━━ LISTED ENTRIES ━━

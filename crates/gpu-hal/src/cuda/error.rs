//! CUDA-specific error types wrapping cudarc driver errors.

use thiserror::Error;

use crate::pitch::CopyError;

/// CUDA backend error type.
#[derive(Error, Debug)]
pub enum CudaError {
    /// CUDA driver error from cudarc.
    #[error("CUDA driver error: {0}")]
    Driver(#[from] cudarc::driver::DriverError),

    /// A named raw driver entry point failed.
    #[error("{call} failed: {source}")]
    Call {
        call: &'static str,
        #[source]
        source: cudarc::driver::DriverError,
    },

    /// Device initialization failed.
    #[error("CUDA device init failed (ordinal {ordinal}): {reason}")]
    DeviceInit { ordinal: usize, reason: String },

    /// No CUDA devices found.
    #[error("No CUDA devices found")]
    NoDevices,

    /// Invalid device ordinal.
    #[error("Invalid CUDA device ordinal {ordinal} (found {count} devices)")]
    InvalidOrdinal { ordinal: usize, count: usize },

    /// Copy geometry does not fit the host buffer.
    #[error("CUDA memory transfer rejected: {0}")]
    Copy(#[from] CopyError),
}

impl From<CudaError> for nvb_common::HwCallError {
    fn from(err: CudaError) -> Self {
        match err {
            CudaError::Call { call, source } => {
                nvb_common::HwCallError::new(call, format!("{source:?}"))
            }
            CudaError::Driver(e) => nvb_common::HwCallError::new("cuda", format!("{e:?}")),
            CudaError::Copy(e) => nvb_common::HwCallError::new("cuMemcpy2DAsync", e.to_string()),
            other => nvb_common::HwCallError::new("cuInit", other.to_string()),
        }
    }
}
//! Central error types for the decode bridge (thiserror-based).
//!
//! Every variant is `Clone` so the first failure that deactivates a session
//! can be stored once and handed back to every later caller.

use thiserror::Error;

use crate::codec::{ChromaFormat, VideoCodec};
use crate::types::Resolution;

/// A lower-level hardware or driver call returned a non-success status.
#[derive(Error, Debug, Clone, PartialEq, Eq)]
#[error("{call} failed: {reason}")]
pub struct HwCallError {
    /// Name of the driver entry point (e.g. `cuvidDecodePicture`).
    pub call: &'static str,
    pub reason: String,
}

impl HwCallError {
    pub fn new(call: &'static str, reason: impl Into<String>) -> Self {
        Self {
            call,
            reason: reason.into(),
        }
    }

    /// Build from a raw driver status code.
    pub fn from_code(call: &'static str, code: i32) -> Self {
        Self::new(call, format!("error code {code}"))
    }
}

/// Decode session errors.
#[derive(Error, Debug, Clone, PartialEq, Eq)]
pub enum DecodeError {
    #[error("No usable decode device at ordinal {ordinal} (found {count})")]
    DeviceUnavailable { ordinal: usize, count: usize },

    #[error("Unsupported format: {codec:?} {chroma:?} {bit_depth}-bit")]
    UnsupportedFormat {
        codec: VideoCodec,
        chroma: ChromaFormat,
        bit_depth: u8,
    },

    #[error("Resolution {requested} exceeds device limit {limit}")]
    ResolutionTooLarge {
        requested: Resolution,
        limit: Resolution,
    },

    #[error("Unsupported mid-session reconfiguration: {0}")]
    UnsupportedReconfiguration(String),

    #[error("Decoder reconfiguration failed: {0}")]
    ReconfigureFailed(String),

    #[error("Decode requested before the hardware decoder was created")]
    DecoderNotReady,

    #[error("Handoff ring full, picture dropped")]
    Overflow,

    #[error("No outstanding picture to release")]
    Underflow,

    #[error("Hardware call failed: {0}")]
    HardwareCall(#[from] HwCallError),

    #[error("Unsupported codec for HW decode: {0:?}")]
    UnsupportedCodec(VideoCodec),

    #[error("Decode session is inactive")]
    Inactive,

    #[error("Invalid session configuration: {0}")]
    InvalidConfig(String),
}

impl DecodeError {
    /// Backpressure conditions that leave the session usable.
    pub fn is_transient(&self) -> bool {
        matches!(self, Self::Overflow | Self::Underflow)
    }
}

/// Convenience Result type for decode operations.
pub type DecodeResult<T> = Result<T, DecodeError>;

━━━

**TASK INSTRUCTIONS:**
Transcribe the data in full, keeping every detail.

**SOLUTION TO THIS PROBLEM:**
filename crates/gpu-hal/src/cuda/error.rs
//! CUDA-specific error types wrapping cudarc driver errors.

use thiserror::Error;

use crate::pitch::CopyError;

/// CUDA backend error type.
#[derive(Error, Debug)]
pub enum CudaError {
    /// CUDA driver error from cudarc.
    #[error("CUDA driver error: {0}")]
    Driver(#[from] cudarc::driver::DriverError),

    /// A named raw driver entry point failed.
    #[error("{call} failed: {source}")]
    Call {
        call: &'static str,
        #[source]
        source: cudarc::driver::DriverError,
    },

    /// Device initialization failed.
    #[error("CUDA device init failed (ordinal {ordinal}): {reason}")]
    DeviceInit { ordinal: usize, reason: String },

    /// No CUDA devices found.
    #[error("No CUDA devices found")]
    NoDevices,

    /// Invalid device ordinal.
    #[error("Invalid CUDA device ordinal {ordinal} (found {count} devices)")]
    InvalidOrdinal { ordinal: usize, count: usize },

    /// Copy geometry does not fit the host buffer.
    #[error("CUDA memory transfer rejected: {0}")]
    Copy(#[from] CopyError),
}

impl From<CudaError> for nvb_common::HwCallError {
    fn from(err: CudaError) -> Self {
        match err {
            CudaError::Call { call, source } => {
                nvb_common::HwCallError::new(call, format!("{source:?}"))
            }
            CudaError::Driver(e) => nvb_common::HwCallError::new("cuda", format!("{e:?}")),
            CudaError::Copy(e) => nvb_common::HwCallError::new("cuMemcpy2DAsync", e.to_string()),
            other => nvb_common::HwCallError::new("cuInit", other.to_string()),
        }
    }
}
//! Central error types for the decode bridge (thiserror-based).
//!
//! Every variant is `Clone` so the first failure that deactivates a session
//! can be stored once and handed back to every later caller.

use thiserror::Error;

use crate::codec::{ChromaFormat, VideoCodec};
use crate::types::Resolution;

/// A lower-level hardware or driver call returned a non-success status.
#[derive(Error, Debug, Clone, PartialEq, Eq)]
#[error("{call} failed: {reason}")]
pub struct HwCallError {
    /// Name of the driver entry point (e.g. `cuvidDecodePicture`).
    pub call: &'static str,
    pub reason: String,
}

impl HwCallError {
    pub fn new(call: &'static str, reason: impl Into<String>) -> Self {
        Self {
            call,
            reason: reason.into(),
        }
    }

    /// Build from a raw driver status code.
    pub fn from_code(call: &'static str, code: i32) -> Self {
        Self::new(call, format!("error code {code}"))
    }
}

/// Decode session errors.
#[derive(Error, Debug, Clone, PartialEq, Eq)]
pub enum DecodeError {
    #[error("No usable decode device at ordinal {ordinal} (found {count})")]
    DeviceUnavailable { ordinal: usize, count: usize },

    #[error("Unsupported format: {codec:?} {chroma:?} {bit_depth}-bit")]
    UnsupportedFormat {
        codec: VideoCodec,
        chroma: ChromaFormat,
        bit_depth: u8,
    },

    #[error("Resolution {requested} exceeds device limit {limit}")]
    ResolutionTooLarge {
        requested: Resolution,
        limit: Resolution,
    },

    #[error("Unsupported mid-session reconfiguration: {0}")]
    UnsupportedReconfiguration(String),

    #[error("Decoder reconfiguration failed: {0}")]
    ReconfigureFailed(String),

    #[error("Decode requested before the hardware decoder was created")]
    DecoderNotReady,

    #[error("Handoff ring full, picture dropped")]
    Overflow,

    #[error("No outstanding picture to release")]
    Underflow,

    #[error("Hardware call failed: {0}")]
    HardwareCall(#[from] HwCallError),

    #[error("Unsupported codec for HW decode: {0:?}")]
    UnsupportedCodec(VideoCodec),

    #[error("Decode session is inactive")]
    Inactive,

    #[error("Invalid session configuration: {0}")]
    InvalidConfig(String),
}

impl DecodeError {
    /// Backpressure conditions that leave the session usable.
    pub fn is_transient(&self) -> bool {
        matches!(self, Self::Overflow | Self::Underflow)
    }
}

/// Convenience Result type for decode operations.
pub type DecodeResult<T> = Result<T, DecodeError>;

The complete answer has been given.